### Activity
The word "record" occurs in some lines of the data. Return each such line.

### Task data
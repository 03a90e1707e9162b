use std::io::Cursor;
use std::str::FromStr;

use calamine::{open_workbook_auto_from_rs, Data, DataType, Reader};
use chrono::{NaiveDate, NaiveTime};
use serde::Deserialize;
use utoipa::ToSchema;

use crate::error::FatalImportError;

/// Punch slot within a day. Explicit when the file carries a punch-type
/// column, otherwise inferred positionally from the row order of the
/// employee's punches for that day.
#[derive(Debug, Clone, Copy, PartialEq, Eq, Hash)]
pub enum PunchSlot {
    ClockIn,
    BreakOut,
    BreakIn,
    ClockOut,
}

impl PunchSlot {
    pub fn parse(raw: &str) -> Option<Self> {
        let norm: String = raw
            .chars()
            .filter(|c| c.is_ascii_alphanumeric())
            .collect::<String>()
            .to_ascii_lowercase();
        match norm.as_str() {
            "clockin" | "in" | "timein" | "checkin" => Some(PunchSlot::ClockIn),
            "clockout" | "out" | "timeout" | "checkout" => Some(PunchSlot::ClockOut),
            "breakout" | "lunchout" => Some(PunchSlot::BreakOut),
            "breakin" | "lunchin" => Some(PunchSlot::BreakIn),
            _ => None,
        }
    }
}

/// One raw punch row. Ephemeral; consumed entirely within a single import
/// run. Unparseable date/time values are kept (`None` + raw text) so the
/// reconciler can fail them per-row instead of aborting the file.
#[derive(Debug, Clone)]
pub struct PunchEvent {
    /// 1-based row number in the source file, header included.
    pub row: usize,
    pub biometric_id: String,
    pub date: Option<NaiveDate>,
    pub raw_date: String,
    pub time: Option<NaiveTime>,
    pub raw_time: String,
    pub slot: Option<PunchSlot>,
}

#[derive(Debug, Clone, Copy, PartialEq, Eq, Deserialize, ToSchema)]
#[serde(rename_all = "lowercase")]
pub enum FileFormat {
    Xlsx,
    Xls,
    Csv,
}

impl FromStr for FileFormat {
    type Err = FatalImportError;

    fn from_str(s: &str) -> Result<Self, Self::Err> {
        match s.trim().to_ascii_lowercase().as_str() {
            "xlsx" => Ok(FileFormat::Xlsx),
            "xls" => Ok(FileFormat::Xls),
            "csv" => Ok(FileFormat::Csv),
            other => Err(FatalImportError::UnsupportedFormat(other.to_string())),
        }
    }
}

#[derive(Debug, Clone, Copy, PartialEq, Eq)]
enum Field {
    BiometricId,
    PunchDate,
    PunchTime,
    PunchType,
}

struct ColumnSpec {
    header: &'static str,
    field: Field,
    required: bool,
}

/// Versioned column schema. Resolved once against the header row; a
/// missing required column is a typed fatal error, not a silent guess.
pub const SCHEMA_VERSION: u32 = 1;

const COLUMNS: [ColumnSpec; 4] = [
    ColumnSpec {
        header: "Employee ID",
        field: Field::BiometricId,
        required: true,
    },
    ColumnSpec {
        header: "Punch Date",
        field: Field::PunchDate,
        required: true,
    },
    ColumnSpec {
        header: "Punch Time",
        field: Field::PunchTime,
        required: true,
    },
    ColumnSpec {
        header: "Punch Type",
        field: Field::PunchType,
        required: false,
    },
];

/// Template description for caller-side validation UI.
pub fn expected_headers() -> Vec<&'static str> {
    COLUMNS.iter().map(|c| c.header).collect()
}

struct ColumnMap {
    biometric: usize,
    date: usize,
    time: usize,
    punch_type: Option<usize>,
}

fn normalize_header(h: &str) -> String {
    h.split_whitespace()
        .collect::<Vec<_>>()
        .join(" ")
        .to_ascii_lowercase()
}

fn resolve_columns(headers: &[String]) -> Result<ColumnMap, FatalImportError> {
    let normalized: Vec<String> = headers.iter().map(|h| normalize_header(h)).collect();

    let mut biometric = None;
    let mut date = None;
    let mut time = None;
    let mut punch_type = None;

    for column in &COLUMNS {
        let want = normalize_header(column.header);
        let found = normalized.iter().position(|h| *h == want);
        match (found, column.required) {
            (Some(idx), _) => match column.field {
                Field::BiometricId => biometric = Some(idx),
                Field::PunchDate => date = Some(idx),
                Field::PunchTime => time = Some(idx),
                Field::PunchType => punch_type = Some(idx),
            },
            (None, true) => return Err(FatalImportError::MissingColumn(column.header)),
            (None, false) => {}
        }
    }

    Ok(ColumnMap {
        biometric: biometric.expect("required column resolved"),
        date: date.expect("required column resolved"),
        time: time.expect("required column resolved"),
        punch_type,
    })
}

const DATE_FORMATS: [&str; 4] = ["%Y-%m-%d", "%m/%d/%Y", "%d/%m/%Y", "%Y/%m/%d"];
const TIME_FORMATS: [&str; 4] = ["%H:%M:%S", "%H:%M", "%I:%M:%S %p", "%I:%M %p"];

pub fn parse_date(raw: &str) -> Option<NaiveDate> {
    let raw = raw.trim();
    DATE_FORMATS
        .iter()
        .find_map(|f| NaiveDate::parse_from_str(raw, f).ok())
}

pub fn parse_time(raw: &str) -> Option<NaiveTime> {
    let raw = raw.trim();
    TIME_FORMATS
        .iter()
        .find_map(|f| NaiveTime::parse_from_str(raw, f).ok())
}

/// Parse file bytes into punch events. Only structural problems (file
/// unreadable, required column missing) fail here; bad cell values ride
/// along for per-row handling downstream.
pub fn parse(bytes: &[u8], format: FileFormat) -> Result<Vec<PunchEvent>, FatalImportError> {
    match format {
        FileFormat::Csv => parse_csv(bytes),
        FileFormat::Xlsx | FileFormat::Xls => parse_spreadsheet(bytes),
    }
}

fn build_event(
    row: usize,
    map: &ColumnMap,
    cell: impl Fn(usize) -> (String, Option<NaiveDate>, Option<NaiveTime>),
) -> Option<PunchEvent> {
    let (biometric_id, _, _) = cell(map.biometric);
    let (raw_date, date, _) = cell(map.date);
    let (raw_time, _, time) = cell(map.time);
    let slot = map.punch_type.and_then(|idx| {
        let (raw, _, _) = cell(idx);
        PunchSlot::parse(&raw)
    });

    if biometric_id.is_empty() && raw_date.is_empty() && raw_time.is_empty() {
        return None;
    }

    Some(PunchEvent {
        row,
        biometric_id,
        date,
        raw_date,
        time,
        raw_time,
        slot,
    })
}

fn parse_csv(bytes: &[u8]) -> Result<Vec<PunchEvent>, FatalImportError> {
    let mut reader = csv::ReaderBuilder::new()
        .has_headers(false)
        .flexible(true)
        .from_reader(bytes);

    let mut map: Option<ColumnMap> = None;
    let mut events = Vec::new();

    for (idx, record) in reader.records().enumerate() {
        let record = record.map_err(|e| FatalImportError::UnreadableFile(e.to_string()))?;
        let row = idx + 1;
        let fields: Vec<String> = record.iter().map(|f| f.trim().to_string()).collect();
        if fields.iter().all(|f| f.is_empty()) {
            continue;
        }

        match &map {
            None => map = Some(resolve_columns(&fields)?),
            Some(m) => {
                let cell = |i: usize| {
                    let raw = fields.get(i).cloned().unwrap_or_default();
                    let date = parse_date(&raw);
                    let time = parse_time(&raw);
                    (raw, date, time)
                };
                if let Some(event) = build_event(row, m, cell) {
                    events.push(event);
                }
            }
        }
    }

    if map.is_none() {
        return Err(FatalImportError::UnreadableFile(
            "file contains no header row".to_string(),
        ));
    }

    Ok(events)
}

fn cell_text(cell: &Data) -> String {
    match cell {
        Data::Empty => String::new(),
        Data::String(s) => s.trim().to_string(),
        // Biometric ids come through as numeric cells; keep them integral.
        Data::Float(f) if f.fract() == 0.0 => format!("{}", *f as i64),
        Data::Int(i) => i.to_string(),
        other => other.to_string().trim().to_string(),
    }
}

fn parse_spreadsheet(bytes: &[u8]) -> Result<Vec<PunchEvent>, FatalImportError> {
    let mut workbook = open_workbook_auto_from_rs(Cursor::new(bytes.to_vec()))
        .map_err(|e| FatalImportError::UnreadableFile(e.to_string()))?;

    let range = workbook
        .worksheet_range_at(0)
        .ok_or_else(|| FatalImportError::UnreadableFile("workbook has no sheets".to_string()))?
        .map_err(|e| FatalImportError::UnreadableFile(e.to_string()))?;

    let mut map: Option<ColumnMap> = None;
    let mut events = Vec::new();

    for (idx, cells) in range.rows().enumerate() {
        let row = idx + 1;
        if cells.iter().all(|c| matches!(c, Data::Empty)) {
            continue;
        }

        match &map {
            None => {
                let headers: Vec<String> = cells.iter().map(cell_text).collect();
                map = Some(resolve_columns(&headers)?);
            }
            Some(m) => {
                let cell = |i: usize| {
                    let data = cells.get(i).unwrap_or(&Data::Empty);
                    let raw = cell_text(data);
                    // Native date/time cells decode directly; text cells
                    // fall back to the string formats.
                    let date = data.as_date().or_else(|| parse_date(&raw));
                    let time = data.as_time().or_else(|| parse_time(&raw));
                    (raw, date, time)
                };
                if let Some(event) = build_event(row, m, cell) {
                    events.push(event);
                }
            }
        }
    }

    if map.is_none() {
        return Err(FatalImportError::UnreadableFile(
            "workbook contains no header row".to_string(),
        ));
    }

    Ok(events)
}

### Answer to this problem
    for (idx, record) in reader.records().enumerate() {
        let record = record.map_err(|e| FatalImportError::UnreadableFile(e.to_string()))?;
        let fields: Vec<String> = record.iter().map(|f| f.trim().to_string()).collect();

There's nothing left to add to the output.